> [HOW TO COMPLETE THIS TASK] Report the number of lines below in which the word "named" occurs. Nothing else is needed.

> [LISTED RECORDS]
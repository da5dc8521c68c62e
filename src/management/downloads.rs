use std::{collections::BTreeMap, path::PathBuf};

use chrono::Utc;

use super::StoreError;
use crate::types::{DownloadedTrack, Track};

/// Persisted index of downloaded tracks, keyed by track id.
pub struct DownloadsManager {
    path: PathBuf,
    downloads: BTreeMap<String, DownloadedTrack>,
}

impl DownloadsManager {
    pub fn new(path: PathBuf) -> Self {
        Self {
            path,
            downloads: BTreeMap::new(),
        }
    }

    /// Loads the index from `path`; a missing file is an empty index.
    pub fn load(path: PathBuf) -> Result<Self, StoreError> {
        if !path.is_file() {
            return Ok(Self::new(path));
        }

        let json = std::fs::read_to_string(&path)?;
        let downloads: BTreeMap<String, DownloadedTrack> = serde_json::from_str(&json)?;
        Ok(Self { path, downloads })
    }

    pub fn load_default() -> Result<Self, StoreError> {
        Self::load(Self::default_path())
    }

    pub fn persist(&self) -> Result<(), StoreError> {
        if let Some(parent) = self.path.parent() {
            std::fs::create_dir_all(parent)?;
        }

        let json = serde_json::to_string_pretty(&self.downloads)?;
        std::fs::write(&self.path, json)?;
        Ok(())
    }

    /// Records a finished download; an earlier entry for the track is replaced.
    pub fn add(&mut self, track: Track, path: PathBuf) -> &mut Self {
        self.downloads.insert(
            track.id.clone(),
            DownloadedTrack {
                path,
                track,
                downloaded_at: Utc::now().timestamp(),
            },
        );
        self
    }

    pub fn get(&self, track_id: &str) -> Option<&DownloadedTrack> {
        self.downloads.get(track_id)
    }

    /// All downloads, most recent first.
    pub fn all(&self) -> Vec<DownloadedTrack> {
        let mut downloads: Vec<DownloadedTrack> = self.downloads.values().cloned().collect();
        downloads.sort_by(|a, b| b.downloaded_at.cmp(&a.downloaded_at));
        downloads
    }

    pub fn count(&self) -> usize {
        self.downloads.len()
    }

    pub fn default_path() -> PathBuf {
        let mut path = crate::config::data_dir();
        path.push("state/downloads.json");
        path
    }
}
==
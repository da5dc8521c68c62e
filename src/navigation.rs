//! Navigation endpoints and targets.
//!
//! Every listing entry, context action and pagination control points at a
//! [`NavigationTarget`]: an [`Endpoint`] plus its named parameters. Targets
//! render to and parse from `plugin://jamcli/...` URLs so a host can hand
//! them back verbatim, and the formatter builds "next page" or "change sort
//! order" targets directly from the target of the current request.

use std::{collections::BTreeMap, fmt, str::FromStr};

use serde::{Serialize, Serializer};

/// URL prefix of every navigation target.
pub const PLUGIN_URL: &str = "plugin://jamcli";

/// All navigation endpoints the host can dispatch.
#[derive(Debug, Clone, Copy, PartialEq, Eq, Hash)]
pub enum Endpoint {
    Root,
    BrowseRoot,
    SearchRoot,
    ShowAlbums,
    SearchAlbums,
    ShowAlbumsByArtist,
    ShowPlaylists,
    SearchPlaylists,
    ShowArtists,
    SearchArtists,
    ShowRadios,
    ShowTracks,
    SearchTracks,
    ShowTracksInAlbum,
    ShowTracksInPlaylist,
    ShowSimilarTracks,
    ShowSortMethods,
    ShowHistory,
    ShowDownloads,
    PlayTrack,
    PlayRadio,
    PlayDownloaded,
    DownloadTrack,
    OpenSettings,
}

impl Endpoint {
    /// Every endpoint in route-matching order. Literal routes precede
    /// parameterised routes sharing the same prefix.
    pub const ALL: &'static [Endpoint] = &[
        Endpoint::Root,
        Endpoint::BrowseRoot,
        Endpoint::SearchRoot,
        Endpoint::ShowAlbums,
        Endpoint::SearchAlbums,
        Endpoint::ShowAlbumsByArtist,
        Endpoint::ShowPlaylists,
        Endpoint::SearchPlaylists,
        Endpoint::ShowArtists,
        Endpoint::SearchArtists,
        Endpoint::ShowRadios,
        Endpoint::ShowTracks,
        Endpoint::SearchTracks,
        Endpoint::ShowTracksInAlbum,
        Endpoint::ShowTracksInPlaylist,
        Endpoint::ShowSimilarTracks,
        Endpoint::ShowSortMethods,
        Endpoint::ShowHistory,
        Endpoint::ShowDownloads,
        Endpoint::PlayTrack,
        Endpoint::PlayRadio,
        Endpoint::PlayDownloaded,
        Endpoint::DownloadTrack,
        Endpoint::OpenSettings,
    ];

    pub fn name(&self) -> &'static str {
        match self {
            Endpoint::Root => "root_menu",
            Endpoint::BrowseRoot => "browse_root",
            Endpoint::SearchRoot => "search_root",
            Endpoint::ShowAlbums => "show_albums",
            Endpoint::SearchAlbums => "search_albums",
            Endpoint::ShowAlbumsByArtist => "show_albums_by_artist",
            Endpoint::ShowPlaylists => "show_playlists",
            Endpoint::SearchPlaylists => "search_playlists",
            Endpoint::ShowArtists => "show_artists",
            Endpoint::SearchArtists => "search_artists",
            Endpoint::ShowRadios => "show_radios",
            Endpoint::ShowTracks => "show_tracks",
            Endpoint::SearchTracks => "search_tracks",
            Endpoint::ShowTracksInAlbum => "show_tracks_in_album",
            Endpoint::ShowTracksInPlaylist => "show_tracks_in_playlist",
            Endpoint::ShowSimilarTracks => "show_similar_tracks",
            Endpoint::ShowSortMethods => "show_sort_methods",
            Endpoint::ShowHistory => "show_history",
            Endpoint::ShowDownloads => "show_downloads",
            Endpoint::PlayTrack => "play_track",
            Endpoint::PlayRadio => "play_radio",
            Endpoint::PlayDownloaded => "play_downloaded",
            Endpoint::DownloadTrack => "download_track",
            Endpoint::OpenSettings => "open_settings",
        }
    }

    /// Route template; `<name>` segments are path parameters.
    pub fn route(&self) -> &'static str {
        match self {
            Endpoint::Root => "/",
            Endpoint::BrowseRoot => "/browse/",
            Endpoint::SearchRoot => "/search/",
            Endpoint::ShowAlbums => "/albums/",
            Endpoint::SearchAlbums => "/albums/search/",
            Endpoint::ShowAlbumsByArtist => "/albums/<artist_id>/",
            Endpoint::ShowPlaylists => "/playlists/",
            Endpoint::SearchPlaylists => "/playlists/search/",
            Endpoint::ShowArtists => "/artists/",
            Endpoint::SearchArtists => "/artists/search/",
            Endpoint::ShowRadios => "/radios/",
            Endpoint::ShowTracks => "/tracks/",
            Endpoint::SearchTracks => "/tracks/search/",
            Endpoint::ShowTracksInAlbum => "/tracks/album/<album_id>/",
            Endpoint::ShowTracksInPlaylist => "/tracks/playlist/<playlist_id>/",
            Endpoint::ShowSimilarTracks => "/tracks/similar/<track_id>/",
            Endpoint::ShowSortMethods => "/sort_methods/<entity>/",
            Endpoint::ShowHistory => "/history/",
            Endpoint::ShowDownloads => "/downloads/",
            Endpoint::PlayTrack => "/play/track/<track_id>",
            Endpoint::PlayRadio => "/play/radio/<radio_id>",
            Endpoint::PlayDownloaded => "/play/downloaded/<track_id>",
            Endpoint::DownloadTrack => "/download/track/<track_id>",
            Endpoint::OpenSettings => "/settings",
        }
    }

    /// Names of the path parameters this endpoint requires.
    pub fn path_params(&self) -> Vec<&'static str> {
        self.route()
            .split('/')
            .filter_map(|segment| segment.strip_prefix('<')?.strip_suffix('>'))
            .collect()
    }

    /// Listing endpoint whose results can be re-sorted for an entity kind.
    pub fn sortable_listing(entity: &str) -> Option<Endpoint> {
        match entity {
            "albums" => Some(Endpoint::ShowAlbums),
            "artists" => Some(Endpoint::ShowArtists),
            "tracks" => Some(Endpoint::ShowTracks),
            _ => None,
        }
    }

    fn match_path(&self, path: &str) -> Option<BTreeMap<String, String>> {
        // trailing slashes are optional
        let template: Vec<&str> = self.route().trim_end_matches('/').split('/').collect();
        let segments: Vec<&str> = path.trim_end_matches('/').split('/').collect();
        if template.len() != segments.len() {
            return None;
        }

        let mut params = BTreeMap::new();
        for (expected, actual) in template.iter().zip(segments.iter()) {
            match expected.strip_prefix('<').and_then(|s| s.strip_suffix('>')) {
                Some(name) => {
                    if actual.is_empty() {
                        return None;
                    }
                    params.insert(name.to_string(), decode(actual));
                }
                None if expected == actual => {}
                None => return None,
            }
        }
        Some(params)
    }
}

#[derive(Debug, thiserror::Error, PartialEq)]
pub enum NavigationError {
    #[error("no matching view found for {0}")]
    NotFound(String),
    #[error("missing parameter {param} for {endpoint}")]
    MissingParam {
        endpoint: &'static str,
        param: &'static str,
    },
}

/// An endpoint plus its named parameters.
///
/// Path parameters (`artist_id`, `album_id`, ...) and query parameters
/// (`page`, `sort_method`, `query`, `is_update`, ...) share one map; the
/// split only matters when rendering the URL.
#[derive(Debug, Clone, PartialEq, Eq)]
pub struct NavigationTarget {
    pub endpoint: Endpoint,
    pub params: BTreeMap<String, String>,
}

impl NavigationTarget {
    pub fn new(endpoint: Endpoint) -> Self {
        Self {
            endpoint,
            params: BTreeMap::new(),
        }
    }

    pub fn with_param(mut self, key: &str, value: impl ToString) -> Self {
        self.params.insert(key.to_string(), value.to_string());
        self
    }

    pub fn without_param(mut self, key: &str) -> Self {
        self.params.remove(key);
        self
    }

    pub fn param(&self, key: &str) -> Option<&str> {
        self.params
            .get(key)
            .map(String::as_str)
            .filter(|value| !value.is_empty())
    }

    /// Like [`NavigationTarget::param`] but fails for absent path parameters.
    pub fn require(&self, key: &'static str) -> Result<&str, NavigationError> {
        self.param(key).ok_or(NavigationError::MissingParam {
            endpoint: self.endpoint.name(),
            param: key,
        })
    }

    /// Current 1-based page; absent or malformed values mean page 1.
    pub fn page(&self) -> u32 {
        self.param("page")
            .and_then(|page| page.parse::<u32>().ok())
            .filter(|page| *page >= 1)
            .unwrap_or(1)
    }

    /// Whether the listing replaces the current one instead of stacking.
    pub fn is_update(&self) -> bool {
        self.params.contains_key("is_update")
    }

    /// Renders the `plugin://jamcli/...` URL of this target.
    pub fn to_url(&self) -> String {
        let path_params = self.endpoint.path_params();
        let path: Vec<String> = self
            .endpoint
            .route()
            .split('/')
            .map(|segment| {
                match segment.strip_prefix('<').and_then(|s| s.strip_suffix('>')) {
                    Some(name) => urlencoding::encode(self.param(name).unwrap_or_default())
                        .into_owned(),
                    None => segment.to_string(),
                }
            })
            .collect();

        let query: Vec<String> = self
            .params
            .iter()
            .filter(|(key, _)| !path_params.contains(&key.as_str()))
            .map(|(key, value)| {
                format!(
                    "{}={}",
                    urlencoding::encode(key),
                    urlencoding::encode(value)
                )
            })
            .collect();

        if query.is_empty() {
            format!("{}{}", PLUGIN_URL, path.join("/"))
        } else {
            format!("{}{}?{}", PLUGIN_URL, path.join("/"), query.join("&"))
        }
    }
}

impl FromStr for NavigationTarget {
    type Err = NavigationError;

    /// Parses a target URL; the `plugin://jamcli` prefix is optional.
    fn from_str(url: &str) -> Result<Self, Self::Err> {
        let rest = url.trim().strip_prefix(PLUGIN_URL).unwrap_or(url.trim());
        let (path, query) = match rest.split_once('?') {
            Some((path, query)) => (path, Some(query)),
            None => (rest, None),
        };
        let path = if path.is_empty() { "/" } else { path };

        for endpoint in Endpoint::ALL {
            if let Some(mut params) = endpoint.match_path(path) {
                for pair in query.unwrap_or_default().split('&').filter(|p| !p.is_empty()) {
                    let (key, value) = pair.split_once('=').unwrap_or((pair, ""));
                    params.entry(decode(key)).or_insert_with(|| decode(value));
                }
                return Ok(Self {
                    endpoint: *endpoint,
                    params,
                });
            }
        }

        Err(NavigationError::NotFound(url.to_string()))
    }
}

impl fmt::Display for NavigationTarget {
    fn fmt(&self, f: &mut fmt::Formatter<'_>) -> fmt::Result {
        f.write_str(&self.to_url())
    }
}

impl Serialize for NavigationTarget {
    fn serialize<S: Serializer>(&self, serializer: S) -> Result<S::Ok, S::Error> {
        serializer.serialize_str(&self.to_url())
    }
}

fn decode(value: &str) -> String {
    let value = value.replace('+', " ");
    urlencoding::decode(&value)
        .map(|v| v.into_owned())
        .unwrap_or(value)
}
...
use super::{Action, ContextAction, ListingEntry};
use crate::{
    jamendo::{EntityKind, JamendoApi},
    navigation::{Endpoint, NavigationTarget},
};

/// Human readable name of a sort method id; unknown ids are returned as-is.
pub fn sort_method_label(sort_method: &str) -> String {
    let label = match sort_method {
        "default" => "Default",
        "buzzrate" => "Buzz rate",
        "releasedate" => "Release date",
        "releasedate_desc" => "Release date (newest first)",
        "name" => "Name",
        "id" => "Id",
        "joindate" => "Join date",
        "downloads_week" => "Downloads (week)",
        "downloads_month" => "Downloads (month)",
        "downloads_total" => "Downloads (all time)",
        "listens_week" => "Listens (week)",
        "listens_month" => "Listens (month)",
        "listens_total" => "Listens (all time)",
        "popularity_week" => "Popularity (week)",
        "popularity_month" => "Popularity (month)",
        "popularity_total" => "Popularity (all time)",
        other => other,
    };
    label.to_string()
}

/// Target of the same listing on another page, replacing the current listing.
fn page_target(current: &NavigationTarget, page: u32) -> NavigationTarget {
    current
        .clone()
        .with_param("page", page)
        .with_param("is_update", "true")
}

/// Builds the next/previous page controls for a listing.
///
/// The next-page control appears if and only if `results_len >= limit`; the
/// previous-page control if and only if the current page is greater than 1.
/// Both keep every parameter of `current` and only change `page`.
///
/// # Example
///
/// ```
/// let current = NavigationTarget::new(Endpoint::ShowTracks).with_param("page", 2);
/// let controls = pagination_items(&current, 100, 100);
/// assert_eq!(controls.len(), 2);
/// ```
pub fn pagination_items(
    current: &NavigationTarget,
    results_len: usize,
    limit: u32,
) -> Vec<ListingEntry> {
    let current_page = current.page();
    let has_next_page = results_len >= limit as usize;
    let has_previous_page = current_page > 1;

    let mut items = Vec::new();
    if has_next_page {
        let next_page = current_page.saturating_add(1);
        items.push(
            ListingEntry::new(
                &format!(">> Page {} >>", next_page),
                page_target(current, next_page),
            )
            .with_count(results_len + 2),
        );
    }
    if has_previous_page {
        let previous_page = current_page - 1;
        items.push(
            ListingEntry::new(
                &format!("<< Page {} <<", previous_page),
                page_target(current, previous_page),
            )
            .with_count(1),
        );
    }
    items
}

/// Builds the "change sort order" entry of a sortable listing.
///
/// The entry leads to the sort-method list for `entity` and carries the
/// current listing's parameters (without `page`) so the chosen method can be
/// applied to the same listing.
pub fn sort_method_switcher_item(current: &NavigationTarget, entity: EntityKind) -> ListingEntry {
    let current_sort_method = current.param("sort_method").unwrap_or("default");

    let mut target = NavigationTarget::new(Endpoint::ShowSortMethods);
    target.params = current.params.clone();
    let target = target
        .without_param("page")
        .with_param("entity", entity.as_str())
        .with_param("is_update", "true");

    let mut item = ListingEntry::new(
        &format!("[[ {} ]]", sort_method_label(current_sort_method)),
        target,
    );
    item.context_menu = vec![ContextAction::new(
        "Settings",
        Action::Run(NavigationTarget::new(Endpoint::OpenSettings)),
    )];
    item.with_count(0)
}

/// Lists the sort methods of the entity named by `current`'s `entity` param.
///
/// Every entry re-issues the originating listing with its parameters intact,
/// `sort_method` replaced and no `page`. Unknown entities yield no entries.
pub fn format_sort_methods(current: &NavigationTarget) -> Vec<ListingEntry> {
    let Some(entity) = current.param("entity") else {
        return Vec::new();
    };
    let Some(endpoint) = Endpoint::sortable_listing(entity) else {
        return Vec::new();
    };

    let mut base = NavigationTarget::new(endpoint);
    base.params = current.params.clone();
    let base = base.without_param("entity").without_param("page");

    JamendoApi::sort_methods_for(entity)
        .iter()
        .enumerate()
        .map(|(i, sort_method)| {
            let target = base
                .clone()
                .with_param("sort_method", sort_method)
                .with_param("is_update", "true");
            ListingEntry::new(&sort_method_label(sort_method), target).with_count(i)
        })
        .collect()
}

> [REPLY TO THE EXERCISE] 3